Французский министр настоятельно просил советских представителей не тянуть с решением еще несколько раз. И после консультаций в Москве полномочный представитель (посол) СССР во Франции В. С. Довгалевский сообщил Жозефу Поль-Бонкуру решение советского руководства:

«Довгалевский,— писал М. М. Литвинов,— 28 декабря 1933 года заявил Поль-Бонкуру о согласии СССР на участии в региональном соглашении в рамках Лиги наций, о взаимной защите от агрессии со стороны Германии, отметив, что мы считали бы желательным участие в таком соглашении Бельгии, Франции, Чехословакии, Польши и тех прибалтийских стран, которые этого пожелают».

Идея оторвать таким путем Польшу от Германии, судя по всему, понравилась главе французской дипломатии. Советский нарком отмечал:

«Поль-Бонкур высказал сомнение насчет Бельгии, приветствовал мысль о включении Прибалтики, заметив, однако, что главное — это участие СССР, Франции, Чехословакии и Польши».

Но вслед за тем в деле заключения соглашения начались проволочки и задержки. Причем связаны они были не только с отставкой Жозефа Поль-Бонкура.

«Доворужение Германии допустить до известных пределов»

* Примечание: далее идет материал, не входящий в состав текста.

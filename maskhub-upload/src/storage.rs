//! Local persistence for raw measurement data and failed uploads.

use std::fs::File;
use std::path::{Path, PathBuf};

use arrow::record_batch::RecordBatch;
use chrono::{DateTime, Local};
use parquet::arrow::ArrowWriter;
use tracing::{debug, info, instrument};

use crate::error::{MaskHubError, MaskHubResult};
use crate::ledger::{FailedUpload, FailedUploadRecord};

pub const DEFAULT_DATA_DIR: &str = "laser_data";

/// Writes run data under a base directory.
///
/// Raw tables land in `<data_dir>/<run_id>/<device>_<timestamp>.parquet`;
/// failed-upload reports in `<failed_dir>/failed_uploads_<timestamp>.json`.
#[derive(Debug, Clone)]
pub struct LocalStore {
    data_dir: PathBuf,
    failed_dir: PathBuf,
}

impl Default for LocalStore {
    fn default() -> Self {
        Self::new(DEFAULT_DATA_DIR, ".")
    }
}

impl LocalStore {
    /// Directories are created lazily on first write.
    pub fn new(data_dir: impl Into<PathBuf>, failed_dir: impl Into<PathBuf>) -> Self {
        Self {
            data_dir: data_dir.into(),
            failed_dir: failed_dir.into(),
        }
    }

    pub fn data_dir(&self) -> &Path {
        &self.data_dir
    }

    pub fn failed_dir(&self) -> &Path {
        &self.failed_dir
    }

    fn run_dir(&self, run_id: &str) -> PathBuf {
        self.data_dir.join(sanitize_component(run_id))
    }

    /// Path a raw table for `device_id` taken at `timestamp` is written to.
    pub fn raw_data_path(&self, run_id: &str, device_id: &str, timestamp: &DateTime<Local>) -> PathBuf {
        self.run_dir(run_id).join(format!(
            "{}_{}.parquet",
            sanitize_component(device_id),
            timestamp.format("%Y%m%d_%H%M%S_%3f")
        ))
    }

    /// Write a raw data table as parquet and return its path.
    #[instrument(skip(self, batch), fields(rows = batch.num_rows()))]
    pub fn save_raw_data(
        &self,
        run_id: &str,
        device_id: &str,
        timestamp: &DateTime<Local>,
        batch: &RecordBatch,
    ) -> MaskHubResult<PathBuf> {
        let dir = self.run_dir(run_id);
        std::fs::create_dir_all(&dir)
            .map_err(|e| MaskHubError::storage("Failed to create run directory", e))?;

        let path = self.raw_data_path(run_id, device_id, timestamp);
        let file = File::create(&path)
            .map_err(|e| MaskHubError::storage(&format!("Failed to create {}", path.display()), e))?;

        let mut writer = ArrowWriter::try_new(file, batch.schema(), None)
            .map_err(|e| MaskHubError::storage("Failed to open parquet writer", e))?;
        writer
            .write(batch)
            .map_err(|e| MaskHubError::storage("Failed to write raw data", e))?;
        writer
            .close()
            .map_err(|e| MaskHubError::storage("Failed to finalize parquet file", e))?;

        debug!(path = %path.display(), "Saved raw data");
        Ok(path)
    }

    /// Write failed uploads as a JSON array.
    ///
    /// Returns `None` without touching the filesystem when there is nothing
    /// to save. Without an explicit `path` a timestamped file is created in
    /// the failed-uploads directory.
    pub fn save_failed_uploads(
        &self,
        failures: &[FailedUpload],
        path: Option<&Path>,
    ) -> MaskHubResult<Option<PathBuf>> {
        if failures.is_empty() {
            return Ok(None);
        }

        let path = match path {
            Some(p) => p.to_path_buf(),
            None => self.failed_dir.join(format!(
                "failed_uploads_{}.json",
                Local::now().format("%Y%m%d_%H%M%S")
            )),
        };
        if let Some(parent) = path.parent().filter(|p| !p.as_os_str().is_empty()) {
            std::fs::create_dir_all(parent)
                .map_err(|e| MaskHubError::storage("Failed to create failed-uploads directory", e))?;
        }

        let records: Vec<FailedUploadRecord> = failures.iter().map(FailedUpload::to_record).collect();
        let json = serde_json::to_string_pretty(&records)?;
        std::fs::write(&path, json)
            .map_err(|e| MaskHubError::storage(&format!("Failed to write {}", path.display()), e))?;

        info!(path = %path.display(), count = records.len(), "Saved failed uploads");
        Ok(Some(path))
    }
}

/// Read a failed-uploads file written by [`LocalStore::save_failed_uploads`].
pub fn load_failed_uploads(path: &Path) -> MaskHubResult<Vec<FailedUploadRecord>> {
    let raw = std::fs::read_to_string(path)
        .map_err(|e| MaskHubError::storage(&format!("Failed to read {}", path.display()), e))?;
    Ok(serde_json::from_str(&raw)?)
}

/// Replace characters that would escape or break a single path component.
fn sanitize_component(name: &str) -> String {
    let cleaned: String = name
        .chars()
        .map(|c| {
            if c.is_ascii_alphanumeric() || matches!(c, '-' | '_' | '.') {
                c
            } else {
                '_'
            }
        })
        .collect();
    match cleaned.trim_matches('.') {
        "" => "_".to_string(),
        _ => cleaned,
    }
}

«Доворужение Германии допустить до известных пределов»

Фото: AP

«Доворужение Германии допустить до известных пределов»

Фото: AP

«Он был туг на уступки»

В том, что во Франции есть влиятельные противники договора о взаимопомощи, секретарь ЦК ВКП(б) И. В. Сталин убедился, подробно ознакомившись c докладом первого секретаря полпредства СССР в Париже В. А. Соколина о беседе с министром колоний Франции Пером Лавалем, который до 6 февраля 1934 года был премьер-министром.

«Передаю суть его заявлений,— сообщал советский дипломат.— Главное отстоять мир. Для этого мириться надо не с друзьями, а с врагами. Враг один — Германия. Весь вопрос в том, сколько надо ей заплатить; только в этом направлении лежит путь к миру».

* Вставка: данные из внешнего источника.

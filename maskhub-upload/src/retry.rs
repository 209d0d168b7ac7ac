//! Bounded exponential-backoff retry.
//!
//! [`RetryPolicy::execute`] is transport-agnostic: it runs an async operation,
//! asks a classifier whether the result is a success, a transient failure or a
//! permanent failure, and sleeps between transient failures. The
//! upload-specific pieces ([`classify_upload`], [`send_with_retry`]) sit on top.

use std::future::Future;
use std::time::Duration;

use rand::Rng;
use tracing::{debug, warn};

use crate::error::{is_retryable_status, MaskHubError, MaskHubResult};
use crate::transport::{TransportResponse, UploadTransport};
use crate::types::UploadJob;

/// How a single attempt ended.
#[derive(Debug, Clone, Copy, PartialEq, Eq)]
pub enum Classification {
    Success,
    Retryable,
    Permanent,
}

/// Result of running an operation under a [`RetryPolicy`].
#[derive(Debug)]
pub struct RetryOutcome<T, E> {
    /// The last result observed.
    pub result: Result<T, E>,
    /// Number of attempts made, at least 1.
    pub attempts: u32,
    /// Classification of the last result. `Retryable` here means attempts ran out.
    pub classification: Classification,
}

impl<T, E> RetryOutcome<T, E> {
    pub fn is_success(&self) -> bool {
        self.classification == Classification::Success
    }

    pub fn exhausted(&self) -> bool {
        self.classification == Classification::Retryable
    }
}

/// Exponential backoff: the n-th retry waits `min_wait * multiplier^(n-1)`,
/// optionally capped at `max_wait` and widened by random jitter.
#[derive(Debug, Clone)]
pub struct RetryPolicy {
    max_attempts: u32,
    min_wait: Duration,
    multiplier: f64,
    max_wait: Option<Duration>,
    jitter: Option<Duration>,
}

impl Default for RetryPolicy {
    fn default() -> Self {
        Self::new(5)
    }
}

impl RetryPolicy {
    /// Create a policy allowing `max_attempts` attempts in total (minimum 1).
    pub fn new(max_attempts: u32) -> Self {
        Self {
            max_attempts: max_attempts.max(1),
            min_wait: Duration::from_secs(15),
            multiplier: 2.0,
            max_wait: None,
            jitter: None,
        }
    }

    /// A policy that never retries.
    pub fn no_retry() -> Self {
        Self::new(1)
    }

    pub fn with_min_wait(mut self, min_wait: Duration) -> Self {
        self.min_wait = min_wait;
        self
    }

    /// Set the growth factor between consecutive delays. Values below 1 are clamped to 1.
    pub fn with_multiplier(mut self, multiplier: f64) -> Self {
        self.multiplier = if multiplier.is_finite() {
            multiplier.max(1.0)
        } else {
            1.0
        };
        self
    }

    pub fn with_max_wait(mut self, max_wait: Duration) -> Self {
        self.max_wait = Some(max_wait);
        self
    }

    /// Add up to `jitter` of random extra delay to every backoff.
    pub fn with_jitter(mut self, jitter: Duration) -> Self {
        self.jitter = Some(jitter);
        self
    }

    pub fn max_attempts(&self) -> u32 {
        self.max_attempts
    }

    /// Delay slept after the given failed attempt (1-based), before the next one.
    pub fn delay_for(&self, attempt: u32) -> Duration {
        let exponent = attempt.saturating_sub(1).min(63) as i32;
        let secs = self.min_wait.as_secs_f64() * self.multiplier.powi(exponent);
        let mut delay = Duration::try_from_secs_f64(secs).unwrap_or(Duration::MAX);
        if let Some(max) = self.max_wait {
            delay = delay.min(max);
        }
        match self.jitter {
            Some(jitter) if !jitter.is_zero() => {
                let extra_ms = rand::rng().random_range(0..jitter.as_millis().max(1) as u64);
                delay.saturating_add(Duration::from_millis(extra_ms))
            }
            _ => delay,
        }
    }

    /// Run `operation` until it succeeds, fails permanently, or attempts run out.
    ///
    /// The operation receives the 1-based attempt number.
    pub async fn execute<T, E, F, Fut, C>(&self, mut operation: F, classify: C) -> RetryOutcome<T, E>
    where
        F: FnMut(u32) -> Fut,
        Fut: Future<Output = Result<T, E>>,
        C: Fn(&Result<T, E>) -> Classification,
    {
        let mut attempt = 1;
        loop {
            let result = operation(attempt).await;
            let classification = classify(&result);

            if classification == Classification::Retryable && attempt < self.max_attempts {
                let delay = self.delay_for(attempt);
                debug!(
                    attempt,
                    max_attempts = self.max_attempts,
                    delay_secs = delay.as_secs_f64(),
                    "Transient failure, backing off"
                );
                tokio::time::sleep(delay).await;
                attempt += 1;
                continue;
            }

            return RetryOutcome {
                result,
                attempts: attempt,
                classification,
            };
        }
    }
}

/// Classify a single transport call.
///
/// Statuses below 400 succeed; 413, 429 and 5xx gateway/availability codes and
/// connection-level errors are transient; everything else is permanent.
pub fn classify_upload(result: &MaskHubResult<TransportResponse>) -> Classification {
    match result {
        Ok(response) if response.is_success() => Classification::Success,
        Ok(response) if is_retryable_status(response.status) => Classification::Retryable,
        Ok(_) => Classification::Permanent,
        Err(MaskHubError::Network { .. }) => Classification::Retryable,
        Err(_) => Classification::Permanent,
    }
}

/// Final, tagged result of uploading one job.
#[derive(Debug, Clone, PartialEq)]
pub enum UploadOutcome {
    Uploaded {
        status: u16,
        measurement_id: Option<i64>,
        attempts: u32,
    },
    Failed {
        /// Last HTTP status, absent when the last attempt never got a response.
        status: Option<u16>,
        error: String,
        attempts: u32,
        /// True when every attempt failed transiently and the policy gave up.
        exhausted: bool,
    },
}

impl UploadOutcome {
    pub fn is_uploaded(&self) -> bool {
        matches!(self, UploadOutcome::Uploaded { .. })
    }

    pub fn attempts(&self) -> u32 {
        match self {
            UploadOutcome::Uploaded { attempts, .. } | UploadOutcome::Failed { attempts, .. } => {
                *attempts
            }
        }
    }
}

/// Upload one job through `transport`, retrying transient failures per `policy`.
///
/// Never returns an error: exhaustion and permanent failures become
/// [`UploadOutcome::Failed`].
pub async fn send_with_retry<T>(transport: &T, policy: &RetryPolicy, job: &UploadJob) -> UploadOutcome
where
    T: UploadTransport + ?Sized,
{
    let outcome = policy
        .execute(
            |attempt| {
                debug!(device = %job.device_name, attempt, "Sending measurement");
                transport.send(job)
            },
            classify_upload,
        )
        .await;

    let attempts = outcome.attempts;
    let exhausted = outcome.exhausted();
    match outcome.result {
        Ok(response) if response.is_success() => UploadOutcome::Uploaded {
            status: response.status,
            measurement_id: response.measurement_id(),
            attempts,
        },
        Ok(response) => {
            warn!(
                device = %job.device_name,
                status = response.status,
                attempts,
                "Upload failed: {}",
                response.error_message()
            );
            UploadOutcome::Failed {
                status: Some(response.status),
                error: response.error_message(),
                attempts,
                exhausted,
            }
        }
        Err(e) => {
            warn!(device = %job.device_name, attempts, "Upload failed: {}", e);
            UploadOutcome::Failed {
                status: None,
                error: e.to_string(),
                attempts,
                exhausted,
            }
        }
    }
}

Пьер Лаваль, как писал В. А. Соколин, был согласен вернуть Германии находившуюся под управлением Лиги наций немецкую землю Саар:

«Саар надо отдать без разговоров».

Примечательными были и другие идеи высокопоставленного французского политика:

«Доворужение Германии допустить до известных пределов; Германии договариваться с Польшей, как она хочет; вооружать Францию… На Германию надо кричать только в случае наглых выпадов… Польшу надо считать выбывшей из состава союзников».

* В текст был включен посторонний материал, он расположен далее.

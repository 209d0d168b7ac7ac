//! Run lifecycle on top of the upload queue.
//!
//! [`LaserMaskHubIntegration`] owns the queue, the worker and the ledger. A
//! caller starts a run, adds measurements as they are taken, and finishes
//! the run, which waits for every upload to settle:
//!
//! ```no_run
//! use maskhub_upload::{IntegrationOptions, LaserMaskHubIntegration, Measurement, RunConfig};
//!
//! # async fn example() -> Result<(), Box<dyn std::error::Error>> {
//! let mut integration = LaserMaskHubIntegration::new(None, IntegrationOptions::default())?;
//! integration.start(RunConfig::new(42, "R1")).await?;
//! integration.add_measurement(Measurement::new("L1", 100.0, 99.8, 1.9), Some((0, 1).into()))?;
//! let summary = integration.finish(true).await?;
//! println!("{} uploaded", summary.upload_stats.successful);
//! integration.close().await?;
//! # Ok(())
//! # }
//! ```
//!
//! Without credentials, or when the run cannot be registered, the run is
//! local-only: measurements and raw data are still kept, nothing is sent.

use std::path::{Path, PathBuf};
use std::sync::Arc;
use std::time::{Duration, Instant};

use chrono::Local;
use serde::Serialize;
use tokio::runtime::Handle;
use tokio::sync::watch;
use tokio::task::JoinHandle;
use tracing::{debug, error, info, instrument, warn};

use crate::client::MaskHubClient;
use crate::config::{MaskHubConfig, MaskHubConfigManager};
use crate::error::{MaskHubError, MaskHubResult};
use crate::ledger::{FailedUpload, UploadLedger, UploadStats};
use crate::queue::{QueueReceiver, UploadQueue};
use crate::retry::{send_with_retry, RetryPolicy, UploadOutcome};
use crate::storage::{LocalStore, DEFAULT_DATA_DIR};
use crate::transport::MaskHubApi;
use crate::types::{DiePosition, Measurement, RawDataFile, RunConfig, RunMetadata, UploadJob};
use crate::worker::{
    UploadWorker, WorkerStats, ABANDONED_AT_SHUTDOWN, CANCELLED_BY_SHUTDOWN, DEFAULT_POLL_INTERVAL,
};

/// Behaviour switches for [`LaserMaskHubIntegration`].
#[derive(Debug, Clone)]
pub struct IntegrationOptions {
    /// Upload in the background as measurements arrive. When off, jobs wait
    /// in the queue until [`LaserMaskHubIntegration::batch_upload`] or
    /// `finish()` sends them.
    pub realtime_upload: bool,
    /// Write raw data tables to parquet files.
    pub auto_save_data: bool,
    pub data_dir: PathBuf,
    pub failed_uploads_dir: PathBuf,
    /// How long `close()` waits for the worker to stop.
    pub shutdown_timeout: Duration,
    pub poll_interval: Duration,
}

impl Default for IntegrationOptions {
    fn default() -> Self {
        Self {
            realtime_upload: true,
            auto_save_data: true,
            data_dir: PathBuf::from(DEFAULT_DATA_DIR),
            failed_uploads_dir: PathBuf::from("."),
            shutdown_timeout: Duration::from_secs(5),
            poll_interval: DEFAULT_POLL_INTERVAL,
        }
    }
}

impl IntegrationOptions {
    pub fn with_realtime_upload(mut self, enabled: bool) -> Self {
        self.realtime_upload = enabled;
        self
    }

    pub fn with_auto_save_data(mut self, enabled: bool) -> Self {
        self.auto_save_data = enabled;
        self
    }

    pub fn with_data_dir(mut self, dir: impl Into<PathBuf>) -> Self {
        self.data_dir = dir.into();
        self
    }

    pub fn with_failed_uploads_dir(mut self, dir: impl Into<PathBuf>) -> Self {
        self.failed_uploads_dir = dir.into();
        self
    }

    pub fn with_shutdown_timeout(mut self, timeout: Duration) -> Self {
        self.shutdown_timeout = timeout;
        self
    }

    pub fn with_poll_interval(mut self, interval: Duration) -> Self {
        self.poll_interval = interval;
        self
    }
}

/// Whether a remote service is configured at all.
#[derive(Clone)]
pub enum ServiceState {
    Connected(Arc<dyn MaskHubApi>),
    LocalOnly,
}

/// Who drains the queue.
enum Drain {
    Worker {
        shutdown: watch::Sender<bool>,
        handle: JoinHandle<WorkerStats>,
    },
    Batch(QueueReceiver),
}

/// How the active run talks to the service.
#[derive(Debug, Clone, Copy, PartialEq, Eq)]
enum RunMode {
    Remote { run_id: i64 },
    LocalOnly,
}

struct ActiveRun {
    config: RunConfig,
    run_id: String,
    mode: RunMode,
    measurements: Vec<Measurement>,
    started_at: Instant,
}

/// Returned by `finish()`.
#[derive(Debug, Clone, Serialize)]
pub struct RunSummary {
    pub run_id: String,
    pub run_name: String,
    pub measurement_count: usize,
    pub upload_stats: UploadStats,
    pub failed_uploads: usize,
    pub analysis_triggered: bool,
    pub duration_secs: f64,
}

/// Returned by `retry_failed()`.
#[derive(Debug, Clone, Copy, Default, PartialEq, Eq, Serialize)]
pub struct RetrySummary {
    pub retried: u64,
    pub successful: u64,
    pub failed: u64,
}

/// Returned by `batch_upload()`.
#[derive(Debug, Clone, Copy, Default, PartialEq, Eq, Serialize)]
pub struct BatchSummary {
    pub total: u64,
    pub successful: u64,
    pub failed: u64,
}

/// Point-in-time view of upload progress.
#[derive(Debug, Clone, PartialEq, Serialize)]
pub struct StatisticsSnapshot {
    pub total: u64,
    pub successful: u64,
    pub failed: u64,
    pub pending: u64,
    /// Jobs waiting in the queue, excluding the one in flight.
    pub queue_size: usize,
    pub failed_uploads_count: usize,
    pub service_available: bool,
    pub current_run: Option<String>,
}

/// Returned by `close()`.
#[derive(Debug, Clone, Default)]
pub struct ShutdownReport {
    /// `None` when no worker ran or it did not stop in time.
    pub worker_stats: Option<WorkerStats>,
    pub failed_uploads_file: Option<PathBuf>,
}

/// Uploads laser measurements to MaskHub, one run at a time.
pub struct LaserMaskHubIntegration {
    service: ServiceState,
    policy: RetryPolicy,
    options: IntegrationOptions,
    store: LocalStore,
    ledger: UploadLedger,
    queue: UploadQueue,
    drain: Option<Drain>,
    run: Option<ActiveRun>,
}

Министр говорил и о том, что Франции нужно быть тверже в отношениях с Великобританией. Упомянул он и о взаимодействии с СССР:

«С СССР надо поддерживать хорошие, но спокойные отношения… Активная помощь СССР, с капиталистической точки зрения, глупо и опасно. Поменьше речей и дружественных деклараций. Нужна хорошая торговля.

Это единственная база для сближения с СССР».

От высказываний Пьера Лаваля можно было бы просто отмахнуться. Но менее чем через четыре месяца после этого разговора, 9 октября 1934 года, он был назначен министром иностранных дел Франции. А в деле заключения пакта о взаимопомощи появился дополнительный тормозящий момент. Французский МИД предложил подключить к переговорам Германию, «каковая идея выдвинута английским правительством». Кроме того, обязательным условием для подписания договора французская сторона считала вступление СССР в Лигу наций, а этот процесс оказался совсем небыстрым.

Все выглядело так, будто Великобритания и Франция используют переговоры с СССР лишь в качестве рычага давления на Германию в собственных целях, и 17 февраля 1935 года М. М. Литвинов в записке И. В. Сталину предложил поставить перед Францией вопрос ребром и подготовил заявление для Пьера Лаваля, в котором говорилось:

«Мы изъявили согласие ускорить наше вступление в Лигу, что мы и осуществили.

С тех пор, однако, прошло уже около полугода, переговоры с Германией и Польшей ни на шаг не продвинулись вперед…

Если же они уклоняются от сообщения окончательного ответа, то все же с достаточной ясностью выявлено нежелание этих государств участвовать в системе безопасности востока Европы».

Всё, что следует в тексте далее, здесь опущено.